//! HTTP routes.
//!
//! The management API and the webhook trigger route are separate routers so
//! they can be served on different ports. Authentication is left to a
//! fronting proxy; by default both listeners bind to loopback.

mod commands;
mod error;
mod webhooks;

use std::sync::Arc;

use axum::{
    Router,
    routing::{get, post, put},
};

pub use error::ApiError;

use crate::state::AppState;

/// Management API: catalogue, execution and webhook administration.
pub fn api_router(state: Arc<AppState>) -> Router {
    Router::new()
        .route(
            "/command/",
            get(commands::list_commands)
                .post(commands::execute_command)
                .put(commands::add_command)
                .delete(commands::delete_command),
        )
        .route("/command/stream", post(commands::stream_command))
        .route("/is-command-manipulation-allowed", get(commands::manipulation_allowed))
        .route("/create-webhook/", put(webhooks::create_webhook))
        .route("/update-webhook/", put(webhooks::update_webhook))
        .route("/delete-webhook/", axum::routing::delete(webhooks::delete_webhook))
        .route("/get-webhook/", get(webhooks::get_webhook))
        .with_state(state)
}

/// Webhook trigger route, with and without a trailing slash.
pub fn webhook_router(state: Arc<AppState>) -> Router {
    let route = state.webhook_route.clone();
    Router::new()
        .route(&format!("{route}/{{uuid}}"), get(webhooks::trigger_webhook))
        .route(&format!("{route}/{{uuid}}/"), get(webhooks::trigger_webhook))
        .with_state(state)
}
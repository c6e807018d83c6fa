use axum::{
    http::{StatusCode, header},
    response::{IntoResponse, Response},
};
use runny_engine::{DispatchError, LookupTarget};
use runny_registry::{CatalogueError, WebhookError};
use runny_remote::ExecError;
use tracing::{debug, error, warn};

/// A failed request: status plus a plain-text body.
#[derive(Debug)]
pub struct ApiError {
    status: StatusCode,
    message: String,
    output: Vec<u8>,
}

impl ApiError {
    pub fn new(status: StatusCode, message: impl Into<String>) -> Self {
        Self {
            status,
            message: message.into(),
            output: Vec::new(),
        }
    }

    pub fn bad_request(message: impl Into<String>) -> Self {
        Self::new(StatusCode::BAD_REQUEST, message)
    }

    pub fn not_found(message: impl Into<String>) -> Self {
        Self::new(StatusCode::NOT_FOUND, message)
    }

    pub fn status(&self) -> StatusCode {
        self.status
    }

    pub fn message(&self) -> &str {
        &self.message
    }

    fn with_output(mut self, output: &[u8]) -> Self {
        self.output = output.to_vec();
        self
    }
}

impl IntoResponse for ApiError {
    fn into_response(self) -> Response {
        let mut body = self.message.into_bytes();
        body.push(b'\n');
        body.extend_from_slice(&self.output);
        (self.status, [(header::CONTENT_TYPE, "text/plain; charset=utf-8")], body).into_response()
    }
}

impl From<DispatchError> for ApiError {
    fn from(error: DispatchError) -> Self {
        match error {
            DispatchError::Validation(error) => {
                debug!(variable = %error.variable_name(), "rejected command arguments");
                Self::bad_request(error.to_string())
            }
            DispatchError::NotFound(LookupTarget::Command) => Self::not_found("Command not found"),
            DispatchError::NotFound(LookupTarget::Webhook) => Self::not_found("Webhook not found"),
            DispatchError::Execution(error) => error.into(),
            DispatchError::Catalogue(error) => error.into(),
            DispatchError::Webhook(error) => error.into(),
        }
    }
}

impl From<ExecError> for ApiError {
    fn from(error: ExecError) -> Self {
        let status = match error {
            ExecError::TimedOut(_) => StatusCode::GATEWAY_TIMEOUT,
            ExecError::Cancelled => StatusCode::SERVICE_UNAVAILABLE,
            _ => StatusCode::INTERNAL_SERVER_ERROR,
        };
        warn!(error = %error, "command execution failed");
        let message = format!("Failed to execute command: {error}");
        let output = error.output().unwrap_or_default();
        Self::new(status, message).with_output(output)
    }
}

impl From<CatalogueError> for ApiError {
    fn from(error: CatalogueError) -> Self {
        match error {
            CatalogueError::ManipulationDisabled => Self::new(StatusCode::UNAUTHORIZED, error.to_string()),
            CatalogueError::DuplicateName(_) | CatalogueError::InvalidInput(_) => Self::bad_request(error.to_string()),
            CatalogueError::NotFound(_) => Self::not_found(error.to_string()),
            CatalogueError::Read { .. } | CatalogueError::Write { .. } => {
                error!(error = %error, "catalogue storage failure");
                Self::new(StatusCode::INTERNAL_SERVER_ERROR, error.to_string())
            }
        }
    }
}

impl From<WebhookError> for ApiError {
    fn from(error: WebhookError) -> Self {
        match error {
            WebhookError::Duplicate(_) => Self::bad_request(error.to_string()),
            WebhookError::NotFound(_) => Self::not_found("Webhook not found"),
            WebhookError::Read { .. } | WebhookError::Write { .. } | WebhookError::Json { .. } | WebhookError::Url(_) => {
                error!(error = %error, "webhook registry failure");
                Self::new(StatusCode::INTERNAL_SERVER_ERROR, error.to_string())
            }
        }
    }
}
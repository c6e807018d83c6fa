use std::{
    fs, io,
    path::{Path, PathBuf},
    sync::{Arc, Mutex, PoisonError, RwLock},
};

use runny_types::{Command, NewCommand};
use runny_util::write_atomically;
use tracing::{debug, info};

use crate::{
    editor::{DEFAULT_CATALOGUE, append_command, remove_command},
    error::CatalogueError,
    parser::parse_catalogue,
};

/// File-backed command catalogue.
///
/// Readers take an `Arc` snapshot and never observe a half-applied edit.
/// Mutations hold the writer lock across the file rewrite and the snapshot
/// rebuild, so two concurrent edits cannot interleave.
#[derive(Debug)]
pub struct CatalogueStore {
    path: PathBuf,
    manipulation_allowed: bool,
    snapshot: RwLock<Arc<Vec<Command>>>,
    writer: Mutex<()>,
}

impl CatalogueStore {
    /// Load the catalogue at `path`, writing the default catalogue first if
    /// the file does not exist.
    pub fn open(path: impl Into<PathBuf>, manipulation_allowed: bool) -> Result<Self, CatalogueError> {
        let path = path.into();
        ensure_catalogue_file(&path)?;
        let commands = load(&path)?;
        info!(path = %path.display(), commands = commands.len(), "loaded command catalogue");
        Ok(Self {
            path,
            manipulation_allowed,
            snapshot: RwLock::new(Arc::new(commands)),
            writer: Mutex::new(()),
        })
    }

    /// Whether add/remove are permitted.
    pub fn manipulation_allowed(&self) -> bool {
        self.manipulation_allowed
    }

    /// Last successfully rebuilt catalogue.
    pub fn snapshot(&self) -> Arc<Vec<Command>> {
        Arc::clone(&self.snapshot.read().unwrap_or_else(PoisonError::into_inner))
    }

    /// Exact lookup on `(name, command)`.
    pub fn find(&self, name: &str, command: &str) -> Option<Command> {
        self.snapshot().iter().find(|entry| entry.matches(name, command)).cloned()
    }

    /// Re-read the catalogue file and swap in the new snapshot.
    pub fn reload(&self) -> Result<Arc<Vec<Command>>, CatalogueError> {
        let _guard = self.writer.lock().unwrap_or_else(PoisonError::into_inner);
        self.rebuild()
    }

    /// Append a command to the catalogue file. Names must be unique.
    pub fn add(&self, new: &NewCommand) -> Result<Command, CatalogueError> {
        self.ensure_manipulation_allowed()?;
        let _guard = self.writer.lock().unwrap_or_else(PoisonError::into_inner);

        let text = read(&self.path)?;
        let updated = append_command(&text, new)?;
        let name = new.command_name.trim();
        let template = new.command.trim();
        if self.snapshot().iter().any(|entry| entry.name == name) {
            return Err(CatalogueError::DuplicateName(name.to_string()));
        }

        write(&self.path, &updated)?;
        let commands = self.rebuild()?;
        info!(command = %name, "added command to catalogue");
        commands
            .iter()
            .rev()
            .find(|entry| entry.matches(name, template))
            .cloned()
            .ok_or_else(|| CatalogueError::NotFound(name.to_string()))
    }

    /// Remove the command identified by `(name, command)` and its directives.
    pub fn remove(&self, name: &str, command: &str) -> Result<(), CatalogueError> {
        self.ensure_manipulation_allowed()?;
        let _guard = self.writer.lock().unwrap_or_else(PoisonError::into_inner);

        let text = read(&self.path)?;
        let (updated, removed) = remove_command(&text, name, command);
        if !removed {
            return Err(CatalogueError::NotFound(name.to_string()));
        }

        write(&self.path, &updated)?;
        self.rebuild()?;
        info!(command = %name, "removed command from catalogue");
        Ok(())
    }

    fn ensure_manipulation_allowed(&self) -> Result<(), CatalogueError> {
        if self.manipulation_allowed {
            Ok(())
        } else {
            Err(CatalogueError::ManipulationDisabled)
        }
    }

    fn rebuild(&self) -> Result<Arc<Vec<Command>>, CatalogueError> {
        let commands = Arc::new(load(&self.path)?);
        *self.snapshot.write().unwrap_or_else(PoisonError::into_inner) = Arc::clone(&commands);
        debug!(commands = commands.len(), "rebuilt catalogue snapshot");
        Ok(commands)
    }
}

fn ensure_catalogue_file(path: &Path) -> Result<(), CatalogueError> {
    match fs::metadata(path) {
        Ok(_) => Ok(()),
        Err(error) if error.kind() == io::ErrorKind::NotFound => {
            info!(path = %path.display(), "creating default command catalogue");
            write(path, DEFAULT_CATALOGUE)
        }
        Err(source) => Err(CatalogueError::Read {
            path: path.to_path_buf(),
            source,
        }),
    }
}

fn load(path: &Path) -> Result<Vec<Command>, CatalogueError> {
    Ok(parse_catalogue(&read(path)?))
}

fn read(path: &Path) -> Result<String, CatalogueError> {
    fs::read_to_string(path).map_err(|source| CatalogueError::Read {
        path: path.to_path_buf(),
        source,
    })
}

fn write(path: &Path, text: &str) -> Result<(), CatalogueError> {
    write_atomically(path, text.as_bytes()).map_err(|source| CatalogueError::Write {
        path: path.to_path_buf(),
        source,
    })
}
◆ ◆ ◆
What is required
From the line containing "edits cannot interleave." down to the line containing "does not exist." in the material above, reproduce every line exactly, including the two end lines.

Solution
/// rebuild, so two concurrent edits cannot interleave.
#[derive(Debug)]
pub struct CatalogueStore {
    path: PathBuf,
    manipulation_allowed: bool,
    snapshot: RwLock<Arc<Vec<Command>>>,
    writer: Mutex<()>,
}

impl CatalogueStore {
    /// Load the catalogue at `path`, writing the default catalogue first if
    /// the file does not exist.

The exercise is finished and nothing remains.